Have you ever had the pleasure of making a long-haul trip in the heart of summer without properly working air conditioning in your semi-truck? If not, let me tell you that it is not fun and makes for an uncomfortable drive.

General maintenance work on a truck’s HVAC system is important to increase the lifespan of AC parts and reduce the chances of downtime. To see if your truck’s ac unit is in good standing, you will first need to know the warning signs of failing parts, the common causes of a broken AC and the main parts to fix it.

Warning: your AC is about to fail

Hot air blasting through the vents is the typical sign of a failing air conditioning system. The blast of hot air is often accompanied by a squealing noise, and even an unpleasant odor. These occurrences are the most common warning signs of failing HVAC systems, but what causes them?

Warm air blasts – It could mean that you have a failing AC condenser, evaporator or compressor. Condensers convert gasses into liquids and if they get clogged or blocked, they will not be able to perform as intended. “When the condenser is bad, heat doesn’t distribute properly, and your unit will only blow out warm air,” says JIT Truck Parts blogger Jeremy Handel. The AC evaporator could also be freezing up. The AC evaporator is responsible for providing cold air for air conditioning systems but if evaporator coils leak, the cooling capacity is reduced and will blow warm air throughout the cabin. [Leaks are caused by corrosion inside the evaporator core or from damage to the outer seal on the evaporator core.] Finally, “compressors need to pump refrigerant to cool the air. If your compressor doesn’t pump refrigerant, then it will only blow warm air.” If poor airflow persists, replacing these AC parts is necessary.

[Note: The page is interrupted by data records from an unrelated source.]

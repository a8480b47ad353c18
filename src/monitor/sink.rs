//! # Output Sinks
//!
//! Where monitor records go: the process stdout, or sequentially numbered
//! files under `<outdir>/<UTC-date>/<trip-uuid>/`, optionally gzip
//! compressed in flight.
//!
//! Rotation is decided before each write from the raw on-disk byte count,
//! so a file may overshoot the cap by at most one record. When compression
//! is on, writes go to the gzip stage which is piped into the file; the
//! byte count still tracks the underlying file, not the compressor input.

use std::io;
use std::path::{Path, PathBuf};
use std::pin::Pin;
use std::sync::atomic::{AtomicU64, Ordering};
use std::sync::Arc;
use std::task::{Context, Poll};

use async_compression::tokio::write::GzipEncoder;
use chrono::Utc;
use tokio::fs::{self, File};
use tokio::io::{AsyncWrite, AsyncWriteExt, Stdout};
use tracing::info;
use uuid::Uuid;

use crate::error::Result;

/// Size cap after which the active output file is rotated (128 KiB)
pub const MAX_FILE_SIZE: u64 = 128 * 1024;

/// Decide whether the active sink must be rotated before the next write
///
/// True when no sink exists yet (first write) or the sink's raw byte count
/// has reached the cap. Pure function, no side effects.
pub fn needs_rotation(sink: Option<&SinkHandle>, cap: u64) -> bool {
    match sink {
        None => true,
        Some(sink) => sink.bytes_written() >= cap,
    }
}

/// Derive the next numeric filename from a directory listing
///
/// Entries whose base name parses as a non-negative integer are considered;
/// everything else is ignored. Comparison is numeric, so `9` precedes `10`.
pub fn next_file_name(listing: &[String], zip: bool) -> String {
    let ext = file_ext(zip);

    let largest = listing
        .iter()
        .filter_map(|name| name.split('.').next())
        .filter_map(|stem| stem.parse::<u64>().ok())
        .max();

    match largest {
        None => format!("0{}", ext),
        Some(n) => format!("{}{}", n + 1, ext),
    }
}

/// Extension for monitor output files
fn file_ext(zip: bool) -> &'static str {
    if zip {
        ".json.zip"
    } else {
        ".json"
    }
}

/// `AsyncWrite` wrapper that counts bytes accepted by the inner writer
///
/// Sits directly on the file handle so the count reflects on-disk growth
/// even while a compression stage above it is still buffering.
pub struct CountingWriter<W> {
    inner: W,
    bytes: Arc<AtomicU64>,
}

impl<W> CountingWriter<W> {
    pub fn new(inner: W, bytes: Arc<AtomicU64>) -> Self {
        Self { inner, bytes }
    }
}

impl<W: AsyncWrite + Unpin> AsyncWrite for CountingWriter<W> {
    fn poll_write(
        self: Pin<&mut Self>,
        cx: &mut Context<'_>,
        buf: &[u8],
    ) -> Poll<io::Result<usize>> {
        let me = self.get_mut();
        match Pin::new(&mut me.inner).poll_write(cx, buf) {
            Poll::Ready(Ok(written)) => {
                me.bytes.fetch_add(written as u64, Ordering::Relaxed);
                Poll::Ready(Ok(written))
            }
            other => other,
        }
    }

    fn poll_flush(self: Pin<&mut Self>, cx: &mut Context<'_>) -> Poll<io::Result<()>> {
        Pin::new(&mut self.get_mut().inner).poll_flush(cx)
    }

    fn poll_shutdown(self: Pin<&mut Self>, cx: &mut Context<'_>) -> Poll<io::Result<()>> {
        Pin::new(&mut self.get_mut().inner).poll_shutdown(cx)
    }
}

/// The write target behind the active sink
enum SinkWriter {
    Stdout(Stdout),
    Plain(CountingWriter<File>),
    Gzip(GzipEncoder<CountingWriter<File>>),
}

/// The currently active writable destination
///
/// Exactly one handle is live at a time; a superseded handle is closed and
/// never reused. Callers always write through the handle, never directly to
/// a file that is also fed by the compressor.
pub struct SinkHandle {
    writer: SinkWriter,
    bytes: Arc<AtomicU64>,
    path: Option<PathBuf>,
}

impl SinkHandle {
    /// Handle for the process standard output stream
    pub fn stdout() -> Self {
        Self {
            writer: SinkWriter::Stdout(tokio::io::stdout()),
            bytes: Arc::new(AtomicU64::new(0)),
            path: None,
        }
    }

    pub fn is_stdout(&self) -> bool {
        matches!(self.writer, SinkWriter::Stdout(_))
    }

    /// Raw bytes accepted by the underlying file so far
    pub fn bytes_written(&self) -> u64 {
        self.bytes.load(Ordering::Relaxed)
    }

    pub fn path(&self) -> Option<&Path> {
        self.path.as_deref()
    }

    /// Write one serialized record through the active stage
    pub async fn write_all(&mut self, buf: &[u8]) -> io::Result<()> {
        match &mut self.writer {
            SinkWriter::Stdout(out) => {
                out.write_all(buf).await?;
                // stdout is line-oriented for consumers piping our output
                out.flush().await
            }
            SinkWriter::Plain(file) => file.write_all(buf).await,
            SinkWriter::Gzip(encoder) => encoder.write_all(buf).await,
        }
    }

    /// Flush remaining buffers and close the sink
    ///
    /// Ending the gzip stage writes the trailer and shuts down the file
    /// underneath it. Resolves only once the file has accepted everything,
    /// which is the close notification shutdown waits on. Stdout is flushed
    /// but never closed.
    pub async fn close(mut self) -> io::Result<()> {
        match &mut self.writer {
            SinkWriter::Stdout(out) => out.flush().await,
            SinkWriter::Plain(file) => file.shutdown().await,
            SinkWriter::Gzip(encoder) => encoder.shutdown().await,
        }
    }
}

impl std::fmt::Debug for SinkHandle {
    fn fmt(&self, f: &mut std::fmt::Formatter<'_>) -> std::fmt::Result {
        f.debug_struct("SinkHandle")
            .field("path", &self.path)
            .field("bytes_written", &self.bytes_written())
            .finish_non_exhaustive()
    }
}

/// Sink settings resolved from CLI flags
#[derive(Debug, Clone)]
pub struct SinkConfig {
    /// Base output directory; `None` means write to stdout
    pub outdir: Option<PathBuf>,
    /// Gzip compress output files
    pub zip: bool,
    /// Rotation threshold in bytes
    pub max_file_size: u64,
}

impl SinkConfig {
    pub fn new(outdir: Option<PathBuf>, zip: bool) -> Self {
        Self {
            outdir,
            zip,
            max_file_size: MAX_FILE_SIZE,
        }
    }
}

/// Produces writable destinations for monitor output
///
/// In file mode each acquired sink is the next numbered file under
/// `<outdir>/<UTC-date>/<trip-uuid>/`. The nested directory is resolved on
/// the first acquisition and cached for the rest of the process, so a run
/// spanning a UTC date rollover keeps writing into the original day's
/// directory.
pub struct SinkFactory {
    config: SinkConfig,
    trip_id: String,
    resolved_dir: Option<PathBuf>,
}

impl SinkFactory {
    pub fn new(config: SinkConfig) -> Self {
        Self {
            config,
            trip_id: Uuid::new_v4().to_string(),
            resolved_dir: None,
        }
    }

    /// Whether records go to stdout (no output directory configured)
    pub fn is_stdout_mode(&self) -> bool {
        self.config.outdir.is_none()
    }

    pub fn max_file_size(&self) -> u64 {
        self.config.max_file_size
    }

    /// Unique token segregating this run's output from other runs
    pub fn trip_id(&self) -> &str {
        &self.trip_id
    }

    /// Open the next writable destination
    ///
    /// Stdout mode returns the stdout handle and never touches the
    /// filesystem. File mode ensures the output directory tree exists,
    /// derives the next numbered filename and opens it, wrapping the file
    /// in a gzip stage when compression is enabled.
    ///
    /// # Errors
    ///
    /// Directory creation, listing and file-open failures propagate to the
    /// caller; they are not retried.
    pub async fn acquire(&mut self) -> Result<SinkHandle> {
        if self.config.outdir.is_none() {
            return Ok(SinkHandle::stdout());
        }

        let dir = self.output_dir()?;

        info!("Creating new output file in {}...", dir.display());

        fs::create_dir_all(&dir).await?;

        let listing = list_dir(&dir).await?;
        let filename = next_file_name(&listing, self.config.zip);
        let path = dir.join(&filename);

        let file = File::create(&path).await?;

        info!("Created new output file {}...", filename);

        let bytes = Arc::new(AtomicU64::new(0));
        let counted = CountingWriter::new(file, Arc::clone(&bytes));

        let writer = if self.config.zip {
            SinkWriter::Gzip(GzipEncoder::new(counted))
        } else {
            SinkWriter::Plain(counted)
        };

        Ok(SinkHandle {
            writer,
            bytes,
            path: Some(path),
        })
    }

    /// Resolve `<outdir>/<UTC-date>/<trip-uuid>` once and cache it
    fn output_dir(&mut self) -> Result<PathBuf> {
        if let Some(dir) = &self.resolved_dir {
            return Ok(dir.clone());
        }

        let base = self
            .config
            .outdir
            .clone()
            .unwrap_or_else(|| PathBuf::from("."));

        let dir = base
            .join(Utc::now().format("%Y-%m-%d").to_string())
            .join(&self.trip_id);

        let dir = if dir.is_absolute() {
            dir
        } else {
            std::env::current_dir()?.join(dir)
        };

        self.resolved_dir = Some(dir.clone());
        Ok(dir)
    }
}

/// List the file names in a directory
async fn list_dir(dir: &Path) -> io::Result<Vec<String>> {
    let mut entries = fs::read_dir(dir).await?;
    let mut names = Vec::new();

    while let Some(entry) = entries.next_entry().await? {
        names.push(entry.file_name().to_string_lossy().into_owned());
    }

    Ok(names)
}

Rattling and squealing noises – Where the squealing is coming from will depend on the type of AC unit in the truck. Newer AC units typically do not have fan belts. For older models that do, it is best to check for slipped or misaligned belts on the motor that could cause the squealing sound. The noise could also be from worn AC condenser bearings. AC condenser fans are attached to a motor that create rotation. Bearings inside the motor often wear out over time, and when they do they create a high-pitch noise. A buildup of refrigerant pressure within the AC compressor could cause unusual noises too.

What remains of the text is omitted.